Enfin l’association Taputea Ora et le taote Sebti tiennent à rappeler une chose : “personne n’est à l’abri.” Nul n’est protégé face aux risques liés à la santé mentale. Pour le chef du département psychiatrie du CHPF : “L’aspect génétique est réel mais pas automatique. Un élément de la vie peut être un élément déclencheur. Par exemple les situations post-traumatiques des militaires On ne peut pas prédire le risque de développer un trouble psychique.” Et selon Lewis : “On ne naît pas schizophrène, ou bipolaire. Il peut y avoir des prédispositions génétiques mais personne n’est à l’abri. Tout le monde est concerné. Il faut prendre soin de son cerveau. Et cela touche toutes les catégories socio-professionnelles.”
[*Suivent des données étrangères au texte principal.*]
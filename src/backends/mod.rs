//! Database backend implementations
//!
//! Each backend provides a [`ConnectionPool`] for one kind of server.
//! [`BackendDriver`] picks the backend from a module's `driver` setting;
//! drivers whose cargo feature is off are rejected when the pool is built.

#[cfg(feature = "mysql")]
pub mod mysql;
#[cfg(feature = "postgres")]
pub mod postgres;
#[cfg(feature = "sqlite")]
pub mod sqlite;

#[cfg(feature = "mysql")]
pub use mysql::{MysqlConnection, MysqlPool};
#[cfg(feature = "postgres")]
pub use postgres::{PostgresConnection, PostgresPool};
#[cfg(feature = "sqlite")]
pub use sqlite::{SqliteConnection, SqlitePool};

use crate::core::{
    config::{ModuleConfig, PoolSettings},
    database_types::DatabaseType,
    driver::{ConnectionPool, Driver},
    error::{DatabaseError, Result},
};
use std::sync::Arc;
use tracing::debug;

/// Driver backed by the backends compiled into this build
#[derive(Debug, Clone, Copy, Default)]
pub struct BackendDriver;

impl BackendDriver {
    pub fn new() -> Self {
        Self
    }
}

impl Driver for BackendDriver {
    #[allow(unused_variables)]
    fn create_pool(
        &self,
        module: &str,
        config: &ModuleConfig,
        settings: &PoolSettings,
    ) -> Result<Arc<dyn ConnectionPool>> {
        debug!(
            module = %module,
            driver = %config.driver,
            target = %config.redacted_url(),
            max_size = settings.max_size,
            "creating pool"
        );

        match config.driver {
            #[cfg(feature = "mysql")]
            DatabaseType::Mysql => MysqlPool::create(module, config, settings),
            #[cfg(feature = "postgres")]
            DatabaseType::Postgres => PostgresPool::create(module, config, settings),
            #[cfg(feature = "sqlite")]
            DatabaseType::Sqlite => SqlitePool::create(module, config, settings),
            #[allow(unreachable_patterns)]
            other => Err(DatabaseError::unsupported(format!(
                "module '{}' uses the {} driver, which requires the '{}' feature",
                module,
                other,
                other.feature_name()
            ))),
        }
    }
}

#[cfg(test)]
mod tests {
    use super::*;

    #[cfg(not(feature = "mysql"))]
    #[test]
    fn test_disabled_backend_is_unsupported() {
        let config = ModuleConfig::new(DatabaseType::Mysql).host("localhost");
        let err = BackendDriver::new()
            .create_pool("main", &config, &PoolSettings::default())
            .err()
            .expect("mysql is not compiled in");
        assert!(matches!(err, DatabaseError::UnsupportedOperation(_)));
    }

    #[cfg(feature = "sqlite")]
    #[tokio::test]
    async fn test_sqlite_dispatch() {
        let dir = tempfile::tempdir().unwrap();
        let config = ModuleConfig::sqlite(dir.path().join("dispatch.db"));
        let pool = BackendDriver::new()
            .create_pool("main", &config, &PoolSettings::default())
            .unwrap();
        let conn = pool.acquire().await.unwrap();
        conn.release(crate::core::driver::ReleaseMode::Return)
            .await
            .unwrap();
        assert_eq!(pool.status().available, 1);
    }
}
L’importance de détecter et de soigner

L’association Taputea Ora et le taote Sebti ne cessent également de rappeler l’importance de la détection et de la prise en charge précoce du patient. Détecter rapidement le problème, c’est pouvoir assurer des soins de qualités à la personne malade. Pour se faire et aider à la détection, il sera amené à se développer de plus en plus, sur le territoires des formations “premiers secours en santé mentale”. Celles-ci ont un coût non négligeable mais permettent d’établir un premier diagnostic. En métropole, c’est la PSSM qui est habilitée à dispenser ces formations: https://pssmfrance.fr/

Une fois le diagnostic établit, sauf pathologie sévère nécessitant une hospitalisation, il n’est aujourd’hui plus forcément nécessaire de se rendre à Jean Prince pour se faire soigner, précisent le corps médical et l’association. En effet, depuis plusieurs années, un virage ambulatoire des prises en charge des patients à été engagé. Les professionnels de santé se déplacent désormais, en fonction des effectifs, de plus en plus souvent au domicile du patient. De plus, depuis environ deux années, il existe aussi un centre de consultation à Taravao. La difficulté de la prise en charge reste cependant réelle pour les autres archipels.

L’association Taputea Ora

Lewis Laille fonde l’association Taputea Ora (arc-en-ciel) en mars 2019. Il en est aujourd’hui le trésorier et membre actif. Ranitea Faaura en est la chargée de développement et de coordination. Pitu Ateni le président. Tous, et les autres membres de l’association, accompagnent, aident, soutiennent, écoutent les personnes atteintes de troubles mentaux ou leurs proches. Ateliers de relaxation, de sophrologie, groupes de parole et d’écoute, sont quelques exemples de ce qui peut être proposé par l’association. L’association est affiliée à l’Union nationale de familles et amis de personnes malades et/ou handicapées psychiques (UNAFAM).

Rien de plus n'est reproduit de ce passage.